6

I have a file which contains a certain number of fixed length rows having some numbers. I need to read each row in order to get that number and process them and write to a file. Since I need to read each row, as the number of rows increases it becomes time consuming.

Is there an efficient way of reading each row of the file? I'm using C#.

Jay
  • 373
  • 8
  • 22

4 Answers4

14

File.ReadLines (.NET 4.0+) is probably the most memory efficient way to do this.

It returns an IEnumerable<string> meaning that lines will get read lazily in a streaming fashion.

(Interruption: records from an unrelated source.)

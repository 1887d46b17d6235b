use serde_json::{json, Value};
use tracing::{info, warn};

use super::catalog::prompt_for;
use super::types::Snippet;
use crate::executor::{RequestError, RequestExecutor};
use crate::flow::ParamSet;

#[derive(Clone, Copy, Debug, PartialEq, Eq)]
pub enum SnippetErrorKind {
    SyntaxError,
    RuntimeError,
    MissingResult,
}

#[derive(Debug, thiserror::Error)]
pub enum SnippetError {
    #[error("snippet syntax error: {message}")]
    Syntax { message: String },

    #[error("snippet execution error: {message}")]
    Runtime { message: String },

    #[error("snippet did not produce a result")]
    MissingResult,
}

impl SnippetError {
    pub fn kind(&self) -> SnippetErrorKind {
        match self {
            SnippetError::Syntax { .. } => SnippetErrorKind::SyntaxError,
            SnippetError::Runtime { .. } => SnippetErrorKind::RuntimeError,
            SnippetError::MissingResult => SnippetErrorKind::MissingResult,
        }
    }
}

/// Interprets snippets against one executor. The executor and the bound
/// parameters are the only things a snippet can reach.
pub struct SnippetRunner<'a> {
    executor: &'a dyn RequestExecutor,
}

impl<'a> SnippetRunner<'a> {
    pub fn new(executor: &'a dyn RequestExecutor) -> Self {
        Self { executor }
    }

    /// Validates `text` before anything runs; invalid text never reaches the executor.
    pub fn run(&self, text: &str, params: &ParamSet) -> Result<Value, SnippetError> {
        let snippet = Snippet::parse(text)?;
        self.run_snippet(&snippet, params)
    }

    pub fn run_snippet(&self, snippet: &Snippet, params: &ParamSet) -> Result<Value, SnippetError> {
        snippet.validate()?;
        let bound = snippet.bind(params);

        let missing = bound.unresolved_params();
        if let Some(first) = missing.first() {
            let message = prompt_for(first, Some(&bound));
            info!(missing = ?missing, "snippet is waiting for parameters");
            return Ok(json!({
                "status": "waiting_input",
                "message": message,
                "required_params": missing,
            }));
        }

        let binding = bound.result.as_ref().ok_or(SnippetError::MissingResult)?;

        match self.executor.execute(bound.method, &bound.path, bound.body.as_ref()) {
            Ok(response) => binding.extract(response).ok_or(SnippetError::MissingResult),
            Err(err @ RequestError::Http { .. }) => {
                warn!(error = %err, "API rejected the snippet request");
                let details = match &err {
                    RequestError::Http { body: Some(body), .. } => body.to_value(),
                    _ => Value::Null,
                };
                Ok(json!({
                    "status": "error",
                    "error": err.to_string(),
                    "details": details,
                }))
            }
            Err(err) => {
                warn!(error = %err, "snippet request failed");
                Err(SnippetError::Runtime {
                    message: err.to_string(),
                })
            }
        }
    }
}

#[cfg(test)]
mod tests {
    use std::cell::RefCell;

    use super::*;
    use crate::executor::{ErrorBody, HttpMethod};
    use crate::snippet::templates;

    struct Recorder {
        calls: RefCell<Vec<(HttpMethod, String, Option<Value>)>>,
        reply: fn() -> Result<Value, RequestError>,
    }

    impl Recorder {
        fn new(reply: fn() -> Result<Value, RequestError>) -> Self {
            Self {
                calls: RefCell::new(Vec::new()),
                reply,
            }
        }
    }

    impl RequestExecutor for Recorder {
        fn execute(&self, method: HttpMethod, path: &str, data: Option<&Value>) -> Result<Value, RequestError> {
            self.calls
                .borrow_mut()
                .push((method, path.to_string(), data.cloned()));
            (self.reply)()
        }
    }

    fn ok_items() -> Result<Value, RequestError> {
        Ok(json!({"items": [{"id": 1}]}))
    }

    #[test]
    fn invalid_text_never_reaches_the_executor() {
        let recorder = Recorder::new(ok_items);
        let runner = SnippetRunner::new(&recorder);
        let err = runner.run("result = executor.execute_request(", &ParamSet::new()).unwrap_err();
        assert_eq!(err.kind(), SnippetErrorKind::SyntaxError);
        assert!(recorder.calls.borrow().is_empty());
    }

    #[test]
    fn unbound_parameters_yield_waiting_input() {
        let recorder = Recorder::new(ok_items);
        let runner = SnippetRunner::new(&recorder);
        let value = runner
            .run_snippet(&templates::create_database(), &ParamSet::new())
            .unwrap();
        assert_eq!(value["status"], "waiting_input");
        assert_eq!(value["required_params"], json!(["app_id", "db_name"]));
        assert!(recorder.calls.borrow().is_empty());
    }

    #[test]
    fn missing_result_binding_is_reported() {
        let recorder = Recorder::new(ok_items);
        let runner = SnippetRunner::new(&recorder);
        let err = runner.run(r#"{"method": "GET", "path": "apps"}"#, &ParamSet::new()).unwrap_err();
        assert_eq!(err.kind(), SnippetErrorKind::MissingResult);

        let err = runner
            .run(r#"{"method": "GET", "path": "apps", "result": {"pointer": "/nothing"}}"#, &ParamSet::new())
            .unwrap_err();
        assert_eq!(err.kind(), SnippetErrorKind::MissingResult);
    }

    #[test]
    fn pointer_result_is_extracted() {
        let recorder = Recorder::new(ok_items);
        let runner = SnippetRunner::new(&recorder);
        let mut params = ParamSet::new();
        params.set("app_id", "7");
        let value = runner.run_snippet(&templates::list_databases(), &params).unwrap();
        assert_eq!(value, json!([{"id": 1}]));
        let calls = recorder.calls.borrow();
        assert_eq!(calls[0].0, HttpMethod::Get);
        assert_eq!(calls[0].1, "apps/7/dbs");
        assert_eq!(calls[0].2, None);
    }

    #[test]
    fn http_rejection_becomes_domain_error_value() {
        fn not_found() -> Result<Value, RequestError> {
            Err(RequestError::Http {
                status: 404,
                body: Some(ErrorBody::Json(json!({"error": "not found"}))),
            })
        }
        let recorder = Recorder::new(not_found);
        let runner = SnippetRunner::new(&recorder);
        let value = runner
            .run(r#"{"method": "GET", "path": "apps/9", "result": "response"}"#, &ParamSet::new())
            .unwrap();
        assert_eq!(value["status"], "error");
        assert_eq!(value["details"], json!({"error": "not found"}));
    }

    #[test]
    fn transport_failure_is_a_runtime_error() {
        fn refused() -> Result<Value, RequestError> {
            Err(RequestError::Network {
                message: "connection refused".to_string(),
            })
        }
        let recorder = Recorder::new(refused);
        let runner = SnippetRunner::new(&recorder);
        let err = runner
            .run(r#"{"method": "GET", "path": "apps", "result": "response"}"#, &ParamSet::new())
            .unwrap_err();
        assert_eq!(err.kind(), SnippetErrorKind::RuntimeError);
        assert!(err.to_string().contains("connection refused"));
    }
}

Previous versions do not have the streaming option available in this manner, but using StreamReader to read line by line would achieve the same.

Oded
  • 489,969
  • 99
  • 883
  • 1,009
0

Reading all rows from a file is always at least O(n). When file size starts becoming an issue then its probably a good time to look at creating a database for the information instead of flat files.

Ryathal
  • 271
  • 1
  • 2
  • well the files are the result of an external hardware which will be in the form of files and actually a large number of files....any way of efficiently reading the files would be appreciated – Jay Feb 09 '12 at 14:57
0

Not sure this is the most efficient, but it works well for me: http://msdn.microsoft.com/en-us/library/system.io.fileinfo.aspx

    //Declare a new file and give it the path to your file
    FileInfo fi1 = new FileInfo(path);

    //Open the file and read the text
    using (StreamReader sr = fi1.OpenText()) 
    {
        string s = "";
        // Loop through each line
        while ((s = sr.ReadLine()) != null) 
        {
            //Here is where you handle your row in the file
            Console.WriteLine(s);
        }
    }
David Welker
  • 368
  • 2
  • 13
  • What I do after this, rather than just write the line to the console, is convert the line into an Array and import the data to a database table. Seems to run very fast through the tab delimited file but I hardly ever have to go through more than a couple thousand records with it. –  Feb 09 '12 at 15:27
  • Unless you are doing something special with the StreamReader, which in this example you are not, you can just write `foreach(var line in File.ReadLines(path)) { Console.WriteLine(line); }`. – Philip Feb 10 '12 at 15:51
0

No matter which operating system you're using, there will be several layers between your code and the actual storage mechanism. Hard drives and tape drives store files in blocks, which these days are usually around 4K each. If you want to read one byte, the device will still read the entire block into memory -- it's just faster that way. The device and the OS also may each keep a cache of blocks. So there's not much you can do to change the standard (highly optimized) file reading behavior; just read the file as you need it and let the system take care of the rest.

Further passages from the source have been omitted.